Source data
——————
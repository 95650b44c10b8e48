use crate::error::ApiError;
use chrono::NaiveDateTime;
use diesel::prelude::*;
use serde::{Deserialize, Serialize};

#[derive(Debug, Clone, Queryable, Selectable, Serialize)]
#[diesel(table_name = crate::schema::shopping_lists)]
#[diesel(check_for_backend(diesel::pg::Pg))]
pub struct ShoppingList {
    pub id: i32,
    pub user_id: i32,
    pub name: String,
    pub is_completed: bool,
    pub created_at: NaiveDateTime,
    pub updated_at: NaiveDateTime,
}

#[derive(Debug, Insertable, Deserialize)]
#[diesel(table_name = crate::schema::shopping_lists)]
pub struct NewShoppingList {
    #[serde(skip_deserializing)]
    pub user_id: i32,
    pub name: String,
}

impl NewShoppingList {
    pub fn validate(&self) -> Result<(), ApiError> {
        if self.name.trim().is_empty() {
            return Err(ApiError::Validation("List name is required".to_string()));
        }
        Ok(())
    }
}

#[derive(Debug, Default, AsChangeset, Deserialize)]
#[diesel(table_name = crate::schema::shopping_lists)]
pub struct ShoppingListChanges {
    pub name: Option<String>,
    pub is_completed: Option<bool>,
}

#[derive(Debug, Clone, Queryable, Selectable, Serialize)]
#[diesel(table_name = crate::schema::shopping_list_items)]
#[diesel(check_for_backend(diesel::pg::Pg))]
pub struct ShoppingListItem {
    pub id: i32,
    pub shopping_list_id: i32,
    pub name: String,
    pub quantity: f64,
    pub unit: String,
    pub category: Option<String>,
    pub is_purchased: bool,
    pub estimated_price: Option<f64>,
    pub actual_price: Option<f64>,
    pub notes: Option<String>,
}

fn default_quantity() -> f64 {
    1.0
}

fn default_unit() -> String {
    "piece".to_string()
}

#[derive(Debug, Insertable, Deserialize)]
#[diesel(table_name = crate::schema::shopping_list_items)]
pub struct NewShoppingListItem {
    #[serde(skip_deserializing)]
    pub shopping_list_id: i32,
    pub name: String,
    #[serde(default = "default_quantity")]
    pub quantity: f64,
    #[serde(default = "default_unit")]
    pub unit: String,
    pub category: Option<String>,
    pub estimated_price: Option<f64>,
    pub notes: Option<String>,
}

impl NewShoppingListItem {
    pub fn validate(&self) -> Result<(), ApiError> {
        if self.name.trim().is_empty() {
            return Err(ApiError::Validation("Item name is required".to_string()));
        }
        if self.quantity < 0.0 {
            return Err(ApiError::Validation(
                "Quantity must be non-negative".to_string(),
            ));
        }
        if let Some(price) = self.estimated_price {
            if price < 0.0 {
                return Err(ApiError::Validation(
                    "Price must be non-negative".to_string(),
                ));
            }
        }
        Ok(())
    }
}

#[derive(Debug, Default, AsChangeset, Deserialize)]
#[diesel(table_name = crate::schema::shopping_list_items)]
pub struct ShoppingListItemChanges {
    pub name: Option<String>,
    pub quantity: Option<f64>,
    pub unit: Option<String>,
    pub category: Option<String>,
    pub is_purchased: Option<bool>,
    pub estimated_price: Option<f64>,
    pub actual_price: Option<f64>,
    pub notes: Option<String>,
}

impl ShoppingListItemChanges {
    pub fn is_empty(&self) -> bool {
        self.name.is_none()
            && self.quantity.is_none()
            && self.unit.is_none()
            && self.category.is_none()
            && self.is_purchased.is_none()
            && self.estimated_price.is_none()
            && self.actual_price.is_none()
            && self.notes.is_none()
    }
}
——————
• _AIM OF THE EXERCISE_: Could you copy every record above exactly as it stands?

• _OUTPUT OF THE EXERCISE_:
repository 95650b44c10b8e48
use crate::error::ApiError;
use chrono::NaiveDateTime;
use diesel::prelude::*;
use serde::{Deserialize, Serialize};

#[derive(Debug, Clone, Queryable, Selectable, Serialize)]
#[diesel(table_name = crate::schema::shopping_lists)]
#[diesel(check_for_backend(diesel::pg::Pg))]
pub struct ShoppingList {
    pub id: i32,
    pub user_id: i32,
    pub name: String,
    pub is_completed: bool,
    pub created_at: NaiveDateTime,
    pub updated_at: NaiveDateTime,
}

#[derive(Debug, Insertable, Deserialize)]
#[diesel(table_name = crate::schema::shopping_lists)]
pub struct NewShoppingList {
    #[serde(skip_deserializing)]
    pub user_id: i32,
    pub name: String,
}

impl NewShoppingList {
    pub fn validate(&self) -> Result<(), ApiError> {
        if self.name.trim().is_empty() {
            return Err(ApiError::Validation("List name is required".to_string()));
        }
        Ok(())
    }
}

#[derive(Debug, Default, AsChangeset, Deserialize)]
#[diesel(table_name = crate::schema::shopping_lists)]
pub struct ShoppingListChanges {
    pub name: Option<String>,
    pub is_completed: Option<bool>,
}

#[derive(Debug, Clone, Queryable, Selectable, Serialize)]
#[diesel(table_name = crate::schema::shopping_list_items)]
#[diesel(check_for_backend(diesel::pg::Pg))]
pub struct ShoppingListItem {
    pub id: i32,
    pub shopping_list_id: i32,
    pub name: String,
    pub quantity: f64,
    pub unit: String,
    pub category: Option<String>,
    pub is_purchased: bool,
    pub estimated_price: Option<f64>,
    pub actual_price: Option<f64>,
    pub notes: Option<String>,
}

fn default_quantity() -> f64 {
    1.0
}

fn default_unit() -> String {
    "piece".to_string()
}

#[derive(Debug, Insertable, Deserialize)]
#[diesel(table_name = crate::schema::shopping_list_items)]
pub struct NewShoppingListItem {
    #[serde(skip_deserializing)]
    pub shopping_list_id: i32,
    pub name: String,
    #[serde(default = "default_quantity")]
    pub quantity: f64,
    #[serde(default = "default_unit")]
    pub unit: String,
    pub category: Option<String>,
    pub estimated_price: Option<f64>,
    pub notes: Option<String>,
}

impl NewShoppingListItem {
    pub fn validate(&self) -> Result<(), ApiError> {
        if self.name.trim().is_empty() {
            return Err(ApiError::Validation("Item name is required".to_string()));
        }
        if self.quantity < 0.0 {
            return Err(ApiError::Validation(
                "Quantity must be non-negative".to_string(),
            ));
        }
        if let Some(price) = self.estimated_price {
            if price < 0.0 {
                return Err(ApiError::Validation(
                    "Price must be non-negative".to_string(),
                ));
            }
        }
        Ok(())
    }
}

#[derive(Debug, Default, AsChangeset, Deserialize)]
#[diesel(table_name = crate::schema::shopping_list_items)]
pub struct ShoppingListItemChanges {
    pub name: Option<String>,
    pub quantity: Option<f64>,
    pub unit: Option<String>,
    pub category: Option<String>,
    pub is_purchased: Option<bool>,
    pub estimated_price: Option<f64>,
    pub actual_price: Option<f64>,
    pub notes: Option<String>,
}

impl ShoppingListItemChanges {
    pub fn is_empty(&self) -> bool {
        self.name.is_none()
            && self.quantity.is_none()
            && self.unit.is_none()
            && self.category.is_none()
            && self.is_purchased.is_none()
            && self.estimated_price.is_none()
            && self.actual_price.is_none()
            && self.notes.is_none()
    }
}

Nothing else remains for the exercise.